Dataset entries:

=-=-=-=-=

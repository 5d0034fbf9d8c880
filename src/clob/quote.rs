use serde_json::json;

use crate::clob::level2::{decode_u64_vec, reconstruct_level2, Level2Snapshot};
use crate::clob::pool::{Pool, PoolRegistry};
use crate::error::{Result, SolverError};
use crate::rpc::types::{MoveTarget, TxArg, TxPlan};
use crate::rpc::RpcClient;

/// Read-only sender used for `dev_inspect` simulations; the chain does not
/// require a funded account to execute a view function.
const SIMULATION_SENDER: &str = "0x0000000000000000000000000000000000000000000000000000000000000000";

const DEFAULT_TICKS_FROM_MID: u64 = 100;
const DEV_INSPECT_GAS_BUDGET: u64 = 10_000_000;

/// Result of walking the order book for a requested input amount.
#[derive(Debug, Clone)]
pub struct SwapQuote {
    pub input_raw: u64,
    pub output_raw: u64,
    pub mid_price: f64,
    pub best_bid: f64,
    pub best_ask: f64,
    pub price_impact_pct: f64,
    pub route: Vec<String>,
}

/// Market-sell simulation: selling `input_base` base for quote, walking
/// bids in price-descending order. Impact is measured against the *last
/// filled level*, not the first unfilled one.
pub fn simulate_market_sell(book: &Level2Snapshot, input_base: f64) -> Result<(f64, f64)> {
    if book.bids.is_empty() {
        return Err(SolverError::NoLiquidity);
    }
    if input_base <= 0.0 {
        return Ok((0.0, 0.0));
    }

    let best_bid = book.bids[0].price;
    let mut remaining = input_base;
    let mut out_quote = 0.0;
    let mut last_filled_price = best_bid;

    for level in &book.bids {
        if remaining <= 0.0 {
            break;
        }
        let consumed = remaining.min(level.quantity);
        out_quote += consumed * level.price;
        remaining -= consumed;
        last_filled_price = level.price;
    }

    let price_impact = (best_bid - last_filled_price) / best_bid;
    Ok((out_quote, price_impact))
}

/// Market-buy simulation: spending `input_quote` quote to buy base,
/// walking asks in price-ascending order.
pub fn simulate_market_buy(book: &Level2Snapshot, input_quote: f64) -> Result<(f64, f64)> {
    if book.asks.is_empty() {
        return Err(SolverError::NoLiquidity);
    }
    if input_quote <= 0.0 {
        return Ok((0.0, 0.0));
    }

    let best_ask = book.asks[0].price;
    let mut remaining = input_quote;
    let mut out_base = 0.0;
    let mut last_filled_price = best_ask;

    for level in &book.asks {
        if remaining <= 0.0 {
            break;
        }
        let buyable = (remaining / level.price).min(level.quantity);
        out_base += buyable;
        remaining -= buyable * level.price;
        last_filled_price = level.price;
    }

    let price_impact = (last_filled_price - best_ask) / best_ask;
    Ok((out_base, price_impact))
}

/// The pricing capability `Pipeline` depends on, defined abstractly so
/// tests can substitute a stub instead of a `Quoter` wrapping a live RPC
/// connection.
#[async_trait::async_trait]
pub trait QuoteProvider: Send + Sync {
    async fn quote(&self, input_type: &str, output_type: &str, input_raw: u64) -> Result<SwapQuote>;
    fn registry(&self) -> &PoolRegistry;
}

/// Fetches Level-2 depth and simulates market orders against it.
pub struct Quoter {
    rpc: RpcClient,
    registry: PoolRegistry,
    deepbook_package_id: String,
}

impl Quoter {
    pub fn new(rpc: RpcClient, registry: PoolRegistry, deepbook_package_id: impl Into<String>) -> Self {
        Self {
            rpc,
            registry,
            deepbook_package_id: deepbook_package_id.into(),
        }
    }

    pub fn registry(&self) -> &PoolRegistry {
        &self.registry
    }

    /// Fetch and decode the live Level-2 snapshot for `pool` via
    /// `dev_inspect`.
    pub async fn level2(&self, pool: &Pool) -> Result<Level2Snapshot> {
        let plan = TxPlan {
            function: MoveTarget::new(self.deepbook_package_id.clone(), "pool", "get_level2_ticks_from_mid"),
            type_arguments: vec![pool.base_type.clone(), pool.quote_type.clone()],
            arguments: vec![
                TxArg::Object(pool.pool_id.clone()),
                TxArg::Pure(json!(DEFAULT_TICKS_FROM_MID.to_string())),
                TxArg::Object("0x6".to_string()),
            ],
            gas_budget: Some(DEV_INSPECT_GAS_BUDGET),
        };

        let tx_bytes = self.rpc.build_unsigned(&plan, SIMULATION_SENDER).await?;
        let result = self.rpc.dev_inspect(&tx_bytes, SIMULATION_SENDER).await?;

        if result.results.len() < 4 {
            return Err(SolverError::Parse(format!(
                "expected 4 return values from get_level2_ticks_from_mid, got {}",
                result.results.len()
            )));
        }

        let bid_prices = decode_u64_vec(&result.results[0].bcs_bytes)?;
        let bid_quantities = decode_u64_vec(&result.results[1].bcs_bytes)?;
        let ask_prices = decode_u64_vec(&result.results[2].bcs_bytes)?;
        let ask_quantities = decode_u64_vec(&result.results[3].bcs_bytes)?;

        reconstruct_level2(&bid_prices, &bid_quantities, &ask_prices, &ask_quantities, pool)
    }

    /// Produce a `SwapQuote` for `(input_type, output_type, input_raw)`.
    /// No fallback pricing: any RPC or liquidity failure propagates
    /// directly.
    pub async fn quote(&self, input_type: &str, output_type: &str, input_raw: u64) -> Result<SwapQuote> {
        let pool = self
            .registry
            .find_pool(input_type, output_type)
            .ok_or(SolverError::NoPool)?
            .clone();

        let book = self.level2(&pool).await?;
        let best_bid = book.best_bid().ok_or(SolverError::NoLiquidity)?;
        let best_ask = book.best_ask().ok_or(SolverError::NoLiquidity)?;
        let mid_price = book.mid_price().ok_or(SolverError::NoLiquidity)?;

        let is_sell_base = input_type == pool.base_type;
        let (input_scalar, output_scalar) = if is_sell_base {
            (pool.base_scalar, pool.quote_scalar)
        } else {
            (pool.quote_scalar, pool.base_scalar)
        };

        let input_human = input_raw as f64 / input_scalar as f64;

        let (output_human, price_impact_pct) = if is_sell_base {
            simulate_market_sell(&book, input_human)?
        } else {
            simulate_market_buy(&book, input_human)?
        };

        let output_raw = (output_human * output_scalar as f64).floor() as u64;

        Ok(SwapQuote {
            input_raw,
            output_raw,
            mid_price,
            best_bid,
            best_ask,
            price_impact_pct,
            route: vec![pool.pool_id.clone()],
        })
    }
}

#[async_trait::async_trait]
impl QuoteProvider for Quoter {
    async fn quote(&self, input_type: &str, output_type: &str, input_raw: u64) -> Result<SwapQuote> {
        Quoter::quote(self, input_type, output_type, input_raw).await
    }

    fn registry(&self) -> &PoolRegistry {
        Quoter::registry(self)
    }
}

#[cfg(test)]
mod tests {
    use super::*;
    use crate::clob::level2::Level;

    fn single_level_book() -> Level2Snapshot {
        Level2Snapshot {
            bids: vec![Level { price: 1.80, quantity: 1000.0 }],
            asks: vec![Level { price: 1.82, quantity: 1000.0 }],
        }
    }

    #[test]
    fn zero_input_yields_zero_output_and_impact() {
        let book = single_level_book();
        let (out, impact) = simulate_market_sell(&book, 0.0).unwrap();
        assert_eq!(out, 0.0);
        assert_eq!(impact, 0.0);
    }

    #[test]
    fn single_level_sell_is_exact_up_to_rounding() {
        let book = single_level_book();
        let (out, impact) = simulate_market_sell(&book, 100.0).unwrap();
        assert!((out - 180.0).abs() < 1e-9);
        assert_eq!(impact, 0.0);
    }

    #[test]
    fn sell_impact_grows_with_size_across_levels() {
        let book = Level2Snapshot {
            bids: vec![
                Level { price: 1.80, quantity: 100.0 },
                Level { price: 1.75, quantity: 1000.0 },
            ],
            asks: vec![],
        };
        let (_, impact_small) = simulate_market_sell(&book, 50.0).unwrap();
        let (_, impact_large) = simulate_market_sell(&book, 150.0).unwrap();
        assert_eq!(impact_small, 0.0);
        assert!(impact_large > impact_small);
    }

    #[test]
    fn buy_walks_asks_and_spends_all_input() {
        let book = single_level_book();
        let (out, impact) = simulate_market_buy(&book, 182.0).unwrap();
        assert!((out - 100.0).abs() < 1e-6);
        assert_eq!(impact, 0.0);
    }

    #[test]
    fn monotonic_output_in_input_size() {
        let book = Level2Snapshot {
            bids: vec![
                Level { price: 1.80, quantity: 100.0 },
                Level { price: 1.70, quantity: 1000.0 },
            ],
            asks: vec![],
        };
        let (out_small, _) = simulate_market_sell(&book, 50.0).unwrap();
        let (out_large, _) = simulate_market_sell(&book, 200.0).unwrap();
        assert!(out_large > out_small);
    }

    #[test]
    fn no_liquidity_on_empty_side() {
        let book = Level2Snapshot::default();
        assert!(matches!(simulate_market_sell(&book, 10.0), Err(SolverError::NoLiquidity)));
        assert!(matches!(simulate_market_buy(&book, 10.0), Err(SolverError::NoLiquidity)));
    }
}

=-=-=-=-=

- **About this exercise**:
Among the entries above, how many lines include the word "tests"? Reply with the number only.

- **Written reply**:
2